| What this task involves |
Only one portion of the data is to be written out: from the line bearing "pub struct Preferences" through the line bearing "use std::env::temp_dir;". Write it exactly as it appears.

Source data
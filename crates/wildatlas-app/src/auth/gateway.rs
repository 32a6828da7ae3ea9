//! Identity provider seam
//!
//! Defines the interface an identity provider integration must implement,
//! plus the credential pre-checks applied before any call reaches it.

use crate::config::auth::MIN_PASSWORD_LEN;
use crate::error::{AppError, Result};

use super::state::AuthState;

/// An external identity provider
///
/// Methods block on provider I/O; callers run them off the UI thread and
/// must not touch the preference store until an outcome arrives. Failures
/// carry the provider's human-readable description. Implementations drive
/// the [`AuthState`] from their provider's listener; the gateway itself
/// never touches the preference store.
pub trait AuthGateway: Send + Sync {
    /// Display name for the provider (e.g., "Firebase")
    fn name(&self) -> &'static str;

    /// Observable logged-in state driven by this gateway
    fn state(&self) -> AuthState;

    /// Create an account with email and password
    fn sign_up(&self, email: &str, password: &str) -> Result<()>;

    /// Sign in to an existing account
    fn sign_in(&self, email: &str, password: &str) -> Result<()>;

    /// Sign in without an account
    fn sign_in_anonymously(&self) -> Result<()>;

    /// End the current session
    fn sign_out(&self) -> Result<()>;

    /// Delete the current account
    ///
    /// For anonymous accounts this degrades to a sign-out.
    fn delete_account(&self) -> Result<()>;
}

/// Strip surrounding whitespace before handing an address to the provider
pub fn normalize_email(email: &str) -> &str {
    email.trim()
}

/// Reject obviously unusable credentials before any provider round-trip
pub fn validate_credentials(email: &str, password: &str) -> Result<()> {
    if normalize_email(email).is_empty() || password.is_empty() {
        return Err(AppError::Auth("Enter email and password".to_string()));
    }
    Ok(())
}

/// Additional check applied to sign-up only
pub fn validate_new_password(password: &str) -> Result<()> {
    if password.len() < MIN_PASSWORD_LEN {
        return Err(AppError::Auth(
            "Password must be at least 6 characters".to_string(),
        ));
    }
    Ok(())
}
//! Data persistence
//!
//! The preference store: favorites, profile, settings, and the onboarding
//! flag, all over one shared durable key-value backend.

pub mod favorites;
pub mod onboarding;
pub mod profile;
pub mod settings;
pub mod storage;

pub use favorites::Favorites;
pub use onboarding::Onboarding;
pub use profile::{Profile, ProfileStore};
pub use settings::{SettingsStore, Toggle};
pub use storage::{config_dir, data_path, ensure_config_dir, JsonFileBackend, KvBackend};

use crate::error::Result;
use std::path::PathBuf;
use std::sync::Arc;

/// All preference namespaces over one shared backend
///
/// Constructed once at process start and passed by handle to whoever needs
/// it; there is no global instance.
pub struct Preferences {
    pub favorites: Favorites,
    pub profile: ProfileStore,
    pub settings: SettingsStore,
    pub onboarding: Onboarding,
}

impl Preferences {
    /// Open the store at the default per-user location
    pub fn open() -> Result<Self> {
        Ok(Self::with_backend(Arc::new(JsonFileBackend::open()?)))
    }

    /// Open the store at a specific file path
    pub fn open_at(path: impl Into<PathBuf>) -> Result<Self> {
        Ok(Self::with_backend(Arc::new(JsonFileBackend::open_at(
            path,
        )?)))
    }

    /// Build the namespaces over an injected backend
    pub fn with_backend(backend: Arc<dyn KvBackend>) -> Self {
        Self {
            favorites: Favorites::new(backend.clone()),
            profile: ProfileStore::new(backend.clone()),
            settings: SettingsStore::new(backend.clone()),
            onboarding: Onboarding::new(backend),
        }
    }
}

#[cfg(test)]
mod tests {
    use super::*;
    use std::env::temp_dir;
    use std::fs;
    use std::sync::atomic::{AtomicU32, Ordering};

    static TEST_COUNTER: AtomicU32 = AtomicU32::new(0);

    fn temp_path() -> PathBuf {
        let id = TEST_COUNTER.fetch_add(1, Ordering::SeqCst);
        temp_dir().join(format!("wildatlas_prefs_test_{}.json", id))
    }

    #[test]
    fn test_namespaces_share_one_file() {
        let path = temp_path();

        {
            let prefs = Preferences::open_at(&path).unwrap();
            prefs.favorites.add("banff_canada").unwrap();
            prefs.profile.save(Some("Ada"), Some(2)).unwrap();
            prefs.settings.set(Toggle::Push, true).unwrap();
            prefs.onboarding.set_completed(true).unwrap();
        }

        {
            let prefs = Preferences::open_at(&path).unwrap();
            assert_eq!(prefs.favorites.ids().unwrap(), vec!["banff_canada"]);
            assert_eq!(prefs.profile.get().unwrap().display_name, "Ada");
            assert!(prefs.settings.get(Toggle::Push).unwrap());
            assert!(prefs.onboarding.has_completed().unwrap());
        }

        let _ = fs::remove_file(&path);
    }

    #[test]
    fn test_file_layout_uses_documented_keys() {
        let path = temp_path();

        let prefs = Preferences::open_at(&path).unwrap();
        prefs.favorites.add("banff_canada").unwrap();
        prefs.profile.save(Some("Ada"), Some(2)).unwrap();
        prefs.settings.set(Toggle::SoundEffects, false).unwrap();
        prefs.onboarding.set_completed(true).unwrap();

        let content = fs::read_to_string(&path).unwrap();
        assert!(content.contains("\"favorites.reserveIds\""));
        assert!(content.contains("\"userProfile.displayName\""));
        assert!(content.contains("\"userProfile.avatarId\""));
        assert!(content.contains("\"settings.soundEffects\""));
        assert!(content.contains("\"hasCompletedOnboarding\""));

        let _ = fs::remove_file(&path);
    }
}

| Task solution |
pub struct Preferences {
    pub favorites: Favorites,
    pub profile: ProfileStore,
    pub settings: SettingsStore,
    pub onboarding: Onboarding,
}

impl Preferences {
    /// Open the store at the default per-user location
    pub fn open() -> Result<Self> {
        Ok(Self::with_backend(Arc::new(JsonFileBackend::open()?)))
    }

    /// Open the store at a specific file path
    pub fn open_at(path: impl Into<PathBuf>) -> Result<Self> {
        Ok(Self::with_backend(Arc::new(JsonFileBackend::open_at(
            path,
        )?)))
    }

    /// Build the namespaces over an injected backend
    pub fn with_backend(backend: Arc<dyn KvBackend>) -> Self {
        Self {
            favorites: Favorites::new(backend.clone()),
            profile: ProfileStore::new(backend.clone()),
            settings: SettingsStore::new(backend.clone()),
            onboarding: Onboarding::new(backend),
        }
    }
}

#[cfg(test)]
mod tests {
    use super::*;
    use std::env::temp_dir;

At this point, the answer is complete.